I grew up in the Catholic Church, and one thing that irritated and annoyed me was when people gave up idiotic things for Lent, like candy or Cokes.

If Jesus did exist, why on Earth would he care whether or not someone ate candy or drank Cokes for a month? Who got any real benefit from this "sacrifice?" No one! It was like making up sins when you went to Confession; as long as you were following the ritual, no one really noticed that your behavior was irrational and pointless.

Assigning moral connotations to food, alcohol and tobacco use came from religion, based on the idea that some chemicals are pure, others are impure, and you owe it to God to keep the impure ones out of your system because your body actually belongs to God, not you.

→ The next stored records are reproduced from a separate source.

//! Shared request/response/stats shapes (spec.md §3, §4.3–§4.6).

use chrono::{DateTime, Utc};
use serde::{Deserialize, Serialize};

/// Intent label produced by the classifier. `Lookup` is carried as a
/// variant of the pattern-pool key space (reflex pools still have a
/// `lookup` pool per spec §4.2) but the classifier itself only ever
/// emits the three live classes — see DESIGN.md for the open question
/// this resolves.
#[derive(Debug, Clone, Copy, PartialEq, Eq, Hash, Serialize, Deserialize)]
#[serde(rename_all = "snake_case")]
pub enum Class {
    Ping,
    GenShort,
    GenLong,
}

impl Class {
    pub const ALL: [Class; 3] = [Class::Ping, Class::GenShort, Class::GenLong];

    pub fn as_str(&self) -> &'static str {
        match self {
            Class::Ping => "ping",
            Class::GenShort => "gen_short",
            Class::GenLong => "gen_long",
        }
    }
}

impl std::fmt::Display for Class {
    fn fmt(&self, f: &mut std::fmt::Formatter<'_>) -> std::fmt::Result {
        f.write_str(self.as_str())
    }
}

/// Calling context a prompt arrived under (spec.md §4.3 request table).
#[derive(Debug, Clone, Copy, PartialEq, Eq, Hash, Serialize, Deserialize)]
#[serde(rename_all = "snake_case")]
pub enum Context {
    /// `!ask` command path.
    Ask,
    /// `@bot` mention path.
    Mention,
    /// Raw prompt sent without wrapping — spec.md §9 open question, the
    /// `pre_optimized` bypass. No production caller reaches this; kept
    /// for completeness and direct backend testing.
    Direct,
    /// Neither ask nor mention (spec's "neither" row).
    Other,
}

impl Context {
    pub fn as_str(&self) -> &'static str {
        match self {
            Context::Ask => "ask",
            Context::Mention => "mention",
            Context::Direct => "direct",
            Context::Other => "other",
        }
    }
}

impl std::fmt::Display for Context {
    fn fmt(&self, f: &mut std::fmt::Formatter<'_>) -> std::fmt::Result {
        f.write_str(self.as_str())
    }
}

/// A request dispatched to a backend.
#[derive(Debug, Clone)]
pub struct BackendRequest {
    pub prompt: String,
    pub context: Context,
    pub class: Class,
    pub correlation_id: String,
}

#[derive(Debug, Clone, Copy, PartialEq, Eq, Serialize, Deserialize)]
#[serde(rename_all = "snake_case")]
pub enum CircuitState {
    Closed,
    Open,
    HalfOpen,
}

/// Per-backend bookkeeping (spec.md §3 BackendStats). Sole writer is the
/// owning backend; the dispatcher only ever reads a snapshot.
#[derive(Debug, Clone, Serialize, Deserialize)]
pub struct BackendStats {
    pub name: &'static str,
    pub circuit_state: CircuitState,
    pub consecutive_failures: u32,
    pub last_failure: Option<DateTime<Utc>>,
    pub ema_success_rate: f64,
    pub ema_latency_secs: f64,
    pub trials: u64,
    pub cumulative_reward: f64,
    pub success_count: u64,
    pub rate_limit_deadline: Option<DateTime<Utc>>,
    pub quota_exhausted: bool,
    pub backoff_secs: f64,
}

impl BackendStats {
    pub fn avg_reward(&self) -> f64 {
        if self.trials == 0 {
            0.0
        } else {
            self.cumulative_reward / self.trials as f64
        }
    }
}
//! Core data model shared by every component (spec §3).
//!
//! These three types are exactly the payloads carried by the bus's three
//! topics: `chat.inbound` (`ChatMessage`), `chat.outbound`
//! (`OutboundMessage`), `system.event` (`SystemEvent`).

use std::collections::HashMap;

use serde::{Deserialize, Serialize};

/// A chat line received from the transport, filtered to exclude the
/// bot's own user id by the transport before it ever reaches the bus.
/// Immutable after creation.
#[derive(Debug, Clone, PartialEq, Serialize, Deserialize)]
pub struct ChatMessage {
    pub channel: String,
    pub channel_id: String,
    pub user_login: String,
    pub user_id: String,
    pub text: String,
    pub is_moderator: bool,
    pub is_broadcaster: bool,
    pub is_vip: bool,
    pub badges: HashMap<String, String>,
    /// Which transport this line arrived on (e.g. "irc"); carried for
    /// parity with `OutboundMessage::transport_hint`, not interpreted here.
    pub transport: String,
}

/// A reply destined for the chat transport. Immutable after creation.
#[derive(Debug, Clone, PartialEq, Serialize, Deserialize)]
pub struct OutboundMessage {
    pub channel: String,
    pub channel_id: String,
    pub text: String,
    pub transport_hint: Option<String>,
}

impl OutboundMessage {
    pub fn new(channel: impl Into<String>, channel_id: impl Into<String>, text: impl Into<String>) -> Self {
        Self {
            channel: channel.into(),
            channel_id: channel_id.into(),
            text: text.into(),
            transport_hint: None,
        }
    }
}

/// Closed set of `SystemEvent` kinds (spec §3, §6).
///
/// `Helix*` kinds are produced by the read-only REST collaborator purely
/// informationally; no core component subscribes to them.
#[derive(Debug, Clone, Copy, PartialEq, Eq, Serialize, Deserialize)]
#[serde(rename_all = "snake_case")]
pub enum EventKind {
    StreamOnline,
    StreamOffline,
    HelixStreamInfo,
    HelixUserInfo,
    HelixGameInfo,
}

impl EventKind {
    pub fn as_str(&self) -> &'static str {
        match self {
            EventKind::StreamOnline => "stream.online",
            EventKind::StreamOffline => "stream.offline",
            EventKind::HelixStreamInfo => "helix.stream.info",
            EventKind::HelixUserInfo => "helix.user.info",
            EventKind::HelixGameInfo => "helix.game.info",
        }
    }
}

/// A tagged record with an opaque payload mapping. Immutable after
/// creation.
#[derive(Debug, Clone, PartialEq, Serialize, Deserialize)]
pub struct SystemEvent {
    pub kind: EventKind,
    pub payload: HashMap<String, serde_json::Value>,
}

impl SystemEvent {
    pub fn new(kind: EventKind, payload: HashMap<String, serde_json::Value>) -> Self {
        Self { kind, payload }
    }

    pub fn payload_str(&self, key: &str) -> Option<&str> {
        self.payload.get(key).and_then(|v| v.as_str())
    }
}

Also, if you have ever fasted or followed a stringent diet for any length of time, you may notice the experience can impart a feeling of moral superiority and inner strength, almost like a religious experience in and of itself.

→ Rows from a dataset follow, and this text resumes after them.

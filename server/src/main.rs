use synapse_bot::core::CoreApp;

#[tokio::main]
async fn main() {
    if let Err(e) = CoreApp::run().await {
        eprintln!("\nError: {}\n", e);
        std::process::exit(1);
    }
}
//! File and path utility functions

use std::path::PathBuf;

/// Expand a path string to an absolute path.
///
/// Cross-platform path expansion that handles:
/// - Tilde expansion: `~` or `~/path` -> home directory
/// - Relative paths: `.`, `..`, `./path`, `../path` -> absolute path
/// - Bare names: `foo` -> `./foo` -> absolute path in current directory
/// - Absolute paths: passed through unchanged
pub fn expand_path(path: &str) -> PathBuf {
    let path = path.trim();

    if path.is_empty() {
        return std::env::current_dir().unwrap_or_else(|_| PathBuf::from("."));
    }

    let expanded = if path == "~" {
        dirs::home_dir().unwrap_or_else(|| PathBuf::from(path))
    } else if let Some(rest) = path.strip_prefix("~/") {
        if let Some(home) = dirs::home_dir() {
            home.join(rest)
        } else {
            PathBuf::from(path)
        }
    } else {
        PathBuf::from(path)
    };

    if expanded.is_relative() {
        std::env::current_dir()
            .map(|cwd| cwd.join(&expanded))
            .unwrap_or(expanded)
    } else {
        expanded
    }
}

#[cfg(test)]
mod tests {
    use super::*;

    #[test]
    fn absolute_path_unchanged() {
        let result = expand_path("/absolute/path");
        assert_eq!(result, PathBuf::from("/absolute/path"));
    }

    #[test]
    fn relative_dot_becomes_absolute() {
        let result = expand_path(".");
        assert!(result.is_absolute());
    }

    #[test]
    fn bare_name_relative_to_cwd() {
        let result = expand_path("mydata");
        assert!(result.is_absolute());
        assert!(result.ends_with("mydata"));
    }

    #[test]
    fn tilde_expands_to_home() {
        let result = expand_path("~/.synapse-bot");
        assert!(result.is_absolute());
        assert!(!result.to_string_lossy().contains('~'));
        assert!(result.ends_with(".synapse-bot"));
    }

    #[test]
    fn trims_whitespace() {
        let result = expand_path("  /path/to/dir  ");
        assert_eq!(result, PathBuf::from("/path/to/dir"));
    }

    #[test]
    fn empty_string_returns_cwd() {
        let result = expand_path("");
        assert!(result.is_absolute());
    }
}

Religious people tend to deeply distrust anything associated with physical pleasure. The compulsion to seek out pleasurable experiences is sort of built into the human body; without it, people would have no motivation to eat or reproduce. Yet the pursuit of pleasure often drives people to do irrational, destructive things, such as ruining a long-term marriage for the sake of a little sex. People fear that kind of destruction, so they make laws and impose social sanctions on those who fail to exercise what they feel is an appropriate level of self-restraint.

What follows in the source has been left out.